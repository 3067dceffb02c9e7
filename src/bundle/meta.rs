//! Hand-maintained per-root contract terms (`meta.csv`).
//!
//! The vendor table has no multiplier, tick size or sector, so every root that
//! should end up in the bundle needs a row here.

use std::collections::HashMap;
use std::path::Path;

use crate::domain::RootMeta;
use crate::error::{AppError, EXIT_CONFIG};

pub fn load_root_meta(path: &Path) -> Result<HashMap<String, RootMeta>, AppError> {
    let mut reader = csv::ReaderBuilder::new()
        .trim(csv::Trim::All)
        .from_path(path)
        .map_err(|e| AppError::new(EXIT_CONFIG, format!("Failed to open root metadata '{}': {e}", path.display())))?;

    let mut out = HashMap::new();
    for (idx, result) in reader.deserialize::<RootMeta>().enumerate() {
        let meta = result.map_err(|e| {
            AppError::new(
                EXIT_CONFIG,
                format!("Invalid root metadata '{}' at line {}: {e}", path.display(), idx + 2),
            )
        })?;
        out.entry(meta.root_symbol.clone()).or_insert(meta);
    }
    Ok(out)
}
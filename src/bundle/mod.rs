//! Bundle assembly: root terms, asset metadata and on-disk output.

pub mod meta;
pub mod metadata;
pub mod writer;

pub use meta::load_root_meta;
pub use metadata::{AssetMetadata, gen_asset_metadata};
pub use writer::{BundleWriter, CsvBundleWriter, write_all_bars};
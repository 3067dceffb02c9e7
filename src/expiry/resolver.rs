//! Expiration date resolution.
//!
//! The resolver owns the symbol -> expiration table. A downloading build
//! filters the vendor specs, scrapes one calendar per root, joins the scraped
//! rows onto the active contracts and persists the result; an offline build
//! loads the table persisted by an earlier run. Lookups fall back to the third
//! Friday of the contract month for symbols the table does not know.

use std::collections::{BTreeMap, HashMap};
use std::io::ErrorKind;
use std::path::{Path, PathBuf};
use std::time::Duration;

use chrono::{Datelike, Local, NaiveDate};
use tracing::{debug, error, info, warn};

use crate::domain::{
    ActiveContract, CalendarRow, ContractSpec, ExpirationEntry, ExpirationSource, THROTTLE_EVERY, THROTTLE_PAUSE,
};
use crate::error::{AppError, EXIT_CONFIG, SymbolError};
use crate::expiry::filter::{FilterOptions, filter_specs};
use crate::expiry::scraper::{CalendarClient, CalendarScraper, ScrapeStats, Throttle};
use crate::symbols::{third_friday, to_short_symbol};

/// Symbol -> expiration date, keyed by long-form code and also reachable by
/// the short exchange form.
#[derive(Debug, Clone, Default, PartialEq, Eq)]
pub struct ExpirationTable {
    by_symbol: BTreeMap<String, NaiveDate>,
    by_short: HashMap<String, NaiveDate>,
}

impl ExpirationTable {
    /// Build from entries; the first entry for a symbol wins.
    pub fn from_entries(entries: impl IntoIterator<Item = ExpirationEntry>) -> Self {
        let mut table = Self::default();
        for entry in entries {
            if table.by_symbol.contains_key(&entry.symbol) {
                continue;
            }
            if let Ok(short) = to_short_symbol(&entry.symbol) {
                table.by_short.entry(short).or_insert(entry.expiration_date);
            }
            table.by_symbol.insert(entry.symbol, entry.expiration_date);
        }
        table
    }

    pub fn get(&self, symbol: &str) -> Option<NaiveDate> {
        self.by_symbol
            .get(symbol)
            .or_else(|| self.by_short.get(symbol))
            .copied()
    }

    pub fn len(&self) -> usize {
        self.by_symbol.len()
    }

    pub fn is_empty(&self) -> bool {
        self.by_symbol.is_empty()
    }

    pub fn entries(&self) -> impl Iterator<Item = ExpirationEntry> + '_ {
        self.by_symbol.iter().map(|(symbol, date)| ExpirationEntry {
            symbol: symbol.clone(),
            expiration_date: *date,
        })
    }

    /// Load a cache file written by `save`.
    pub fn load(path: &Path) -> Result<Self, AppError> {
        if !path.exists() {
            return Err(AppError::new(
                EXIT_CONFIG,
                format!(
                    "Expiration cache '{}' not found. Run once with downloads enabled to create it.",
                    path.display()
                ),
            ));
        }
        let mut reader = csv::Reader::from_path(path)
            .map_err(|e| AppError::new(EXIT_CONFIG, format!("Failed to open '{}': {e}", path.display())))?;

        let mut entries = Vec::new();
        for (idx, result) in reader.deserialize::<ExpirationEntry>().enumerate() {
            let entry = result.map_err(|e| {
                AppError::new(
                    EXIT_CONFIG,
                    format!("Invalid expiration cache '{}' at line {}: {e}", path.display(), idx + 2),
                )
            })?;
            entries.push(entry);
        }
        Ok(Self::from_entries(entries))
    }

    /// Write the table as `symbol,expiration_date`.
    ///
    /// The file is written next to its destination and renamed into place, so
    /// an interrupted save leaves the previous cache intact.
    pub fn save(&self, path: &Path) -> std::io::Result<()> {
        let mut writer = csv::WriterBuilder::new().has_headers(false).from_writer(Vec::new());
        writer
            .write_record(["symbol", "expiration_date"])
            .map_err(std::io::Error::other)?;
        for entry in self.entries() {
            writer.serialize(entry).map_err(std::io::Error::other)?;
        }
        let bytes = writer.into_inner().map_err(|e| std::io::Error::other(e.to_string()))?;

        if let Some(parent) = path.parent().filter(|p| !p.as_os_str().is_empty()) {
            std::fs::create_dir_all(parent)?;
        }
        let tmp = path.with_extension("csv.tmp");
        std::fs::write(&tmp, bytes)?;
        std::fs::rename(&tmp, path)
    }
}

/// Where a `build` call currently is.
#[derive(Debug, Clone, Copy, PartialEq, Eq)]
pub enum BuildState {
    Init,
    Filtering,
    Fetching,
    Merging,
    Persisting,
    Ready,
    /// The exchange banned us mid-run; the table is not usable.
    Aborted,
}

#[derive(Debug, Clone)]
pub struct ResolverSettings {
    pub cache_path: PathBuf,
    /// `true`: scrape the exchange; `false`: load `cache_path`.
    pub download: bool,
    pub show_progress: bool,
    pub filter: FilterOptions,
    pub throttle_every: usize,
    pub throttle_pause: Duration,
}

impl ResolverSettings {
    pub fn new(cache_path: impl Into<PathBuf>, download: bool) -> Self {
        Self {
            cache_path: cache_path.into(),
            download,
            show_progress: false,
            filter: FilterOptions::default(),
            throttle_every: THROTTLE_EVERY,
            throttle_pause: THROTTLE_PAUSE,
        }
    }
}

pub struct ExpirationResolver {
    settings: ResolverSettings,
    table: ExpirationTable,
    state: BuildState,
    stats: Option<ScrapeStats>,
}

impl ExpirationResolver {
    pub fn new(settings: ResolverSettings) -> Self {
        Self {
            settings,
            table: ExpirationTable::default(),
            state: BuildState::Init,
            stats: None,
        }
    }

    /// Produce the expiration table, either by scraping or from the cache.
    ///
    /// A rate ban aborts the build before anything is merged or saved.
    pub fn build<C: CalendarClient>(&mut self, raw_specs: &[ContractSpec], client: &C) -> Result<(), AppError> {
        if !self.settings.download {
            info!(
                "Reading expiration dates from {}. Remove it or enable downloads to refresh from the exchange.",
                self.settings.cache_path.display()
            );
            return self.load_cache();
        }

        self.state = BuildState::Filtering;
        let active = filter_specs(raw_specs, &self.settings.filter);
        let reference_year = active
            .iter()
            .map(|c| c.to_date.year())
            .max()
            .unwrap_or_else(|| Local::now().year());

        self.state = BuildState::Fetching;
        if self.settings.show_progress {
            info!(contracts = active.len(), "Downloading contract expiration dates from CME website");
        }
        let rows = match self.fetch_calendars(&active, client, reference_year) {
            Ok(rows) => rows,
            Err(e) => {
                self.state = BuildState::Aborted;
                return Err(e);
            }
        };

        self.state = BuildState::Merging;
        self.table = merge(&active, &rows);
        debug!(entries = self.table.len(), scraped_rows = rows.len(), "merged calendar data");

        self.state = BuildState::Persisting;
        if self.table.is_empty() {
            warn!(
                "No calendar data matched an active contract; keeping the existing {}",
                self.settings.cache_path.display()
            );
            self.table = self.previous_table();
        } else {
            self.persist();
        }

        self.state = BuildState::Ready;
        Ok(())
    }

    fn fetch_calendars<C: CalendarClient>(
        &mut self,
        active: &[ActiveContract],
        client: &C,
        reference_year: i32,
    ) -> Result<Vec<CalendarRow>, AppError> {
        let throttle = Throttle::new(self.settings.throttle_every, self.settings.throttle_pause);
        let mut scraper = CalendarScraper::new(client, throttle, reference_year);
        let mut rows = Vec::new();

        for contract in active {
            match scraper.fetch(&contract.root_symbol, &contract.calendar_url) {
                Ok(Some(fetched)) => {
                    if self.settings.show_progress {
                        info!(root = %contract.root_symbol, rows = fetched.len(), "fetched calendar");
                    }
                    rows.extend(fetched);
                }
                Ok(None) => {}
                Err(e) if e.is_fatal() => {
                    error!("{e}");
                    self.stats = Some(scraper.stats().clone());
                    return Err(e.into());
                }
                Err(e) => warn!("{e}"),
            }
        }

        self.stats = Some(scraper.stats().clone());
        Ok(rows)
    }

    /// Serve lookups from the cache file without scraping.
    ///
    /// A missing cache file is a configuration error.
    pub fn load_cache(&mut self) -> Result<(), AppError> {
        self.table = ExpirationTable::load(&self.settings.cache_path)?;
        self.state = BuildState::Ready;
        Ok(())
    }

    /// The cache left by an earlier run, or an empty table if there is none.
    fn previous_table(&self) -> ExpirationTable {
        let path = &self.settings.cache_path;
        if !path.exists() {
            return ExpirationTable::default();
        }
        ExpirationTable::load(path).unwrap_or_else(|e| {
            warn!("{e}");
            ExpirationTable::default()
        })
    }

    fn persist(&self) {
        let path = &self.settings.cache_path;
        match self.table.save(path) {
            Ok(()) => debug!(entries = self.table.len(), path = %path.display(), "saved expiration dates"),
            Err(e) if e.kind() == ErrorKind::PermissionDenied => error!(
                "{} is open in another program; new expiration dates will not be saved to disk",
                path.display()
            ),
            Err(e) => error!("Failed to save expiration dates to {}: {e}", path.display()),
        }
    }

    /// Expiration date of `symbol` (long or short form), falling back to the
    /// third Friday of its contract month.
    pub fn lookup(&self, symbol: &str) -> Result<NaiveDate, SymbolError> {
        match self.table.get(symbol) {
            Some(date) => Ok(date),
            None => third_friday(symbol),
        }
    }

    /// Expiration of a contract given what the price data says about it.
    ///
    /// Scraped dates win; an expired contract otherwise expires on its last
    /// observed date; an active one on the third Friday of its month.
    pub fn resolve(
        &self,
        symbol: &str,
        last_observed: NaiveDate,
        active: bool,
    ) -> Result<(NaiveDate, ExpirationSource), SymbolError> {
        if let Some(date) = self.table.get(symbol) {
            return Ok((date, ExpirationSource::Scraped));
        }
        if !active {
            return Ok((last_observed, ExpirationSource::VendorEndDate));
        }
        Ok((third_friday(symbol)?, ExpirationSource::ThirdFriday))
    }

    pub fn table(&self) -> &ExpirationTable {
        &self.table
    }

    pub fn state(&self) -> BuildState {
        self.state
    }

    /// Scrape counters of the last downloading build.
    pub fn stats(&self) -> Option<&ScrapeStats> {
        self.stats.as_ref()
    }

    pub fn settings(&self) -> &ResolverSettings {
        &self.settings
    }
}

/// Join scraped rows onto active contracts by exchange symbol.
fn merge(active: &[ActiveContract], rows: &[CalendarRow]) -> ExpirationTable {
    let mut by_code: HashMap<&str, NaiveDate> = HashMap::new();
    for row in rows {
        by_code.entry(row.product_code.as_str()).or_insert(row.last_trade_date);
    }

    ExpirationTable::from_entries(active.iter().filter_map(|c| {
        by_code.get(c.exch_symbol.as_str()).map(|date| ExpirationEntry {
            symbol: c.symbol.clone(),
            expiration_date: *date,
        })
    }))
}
----
Requirement> Lines to set down from above: the line with "pub fn entries(&self)", the line with "let mut reader = csv::Reader::from_path(path)", and every line between, each exactly as written.

Task solution>
    pub fn entries(&self) -> impl Iterator<Item = ExpirationEntry> + '_ {
        self.by_symbol.iter().map(|(symbol, date)| ExpirationEntry {
            symbol: symbol.clone(),
            expiration_date: *date,
        })
    }

    /// Load a cache file written by `save`.
    pub fn load(path: &Path) -> Result<Self, AppError> {
        if !path.exists() {
            return Err(AppError::new(
                EXIT_CONFIG,
                format!(
                    "Expiration cache '{}' not found. Run once with downloads enabled to create it.",
                    path.display()
                ),
            ));
        }
        let mut reader = csv::Reader::from_path(path)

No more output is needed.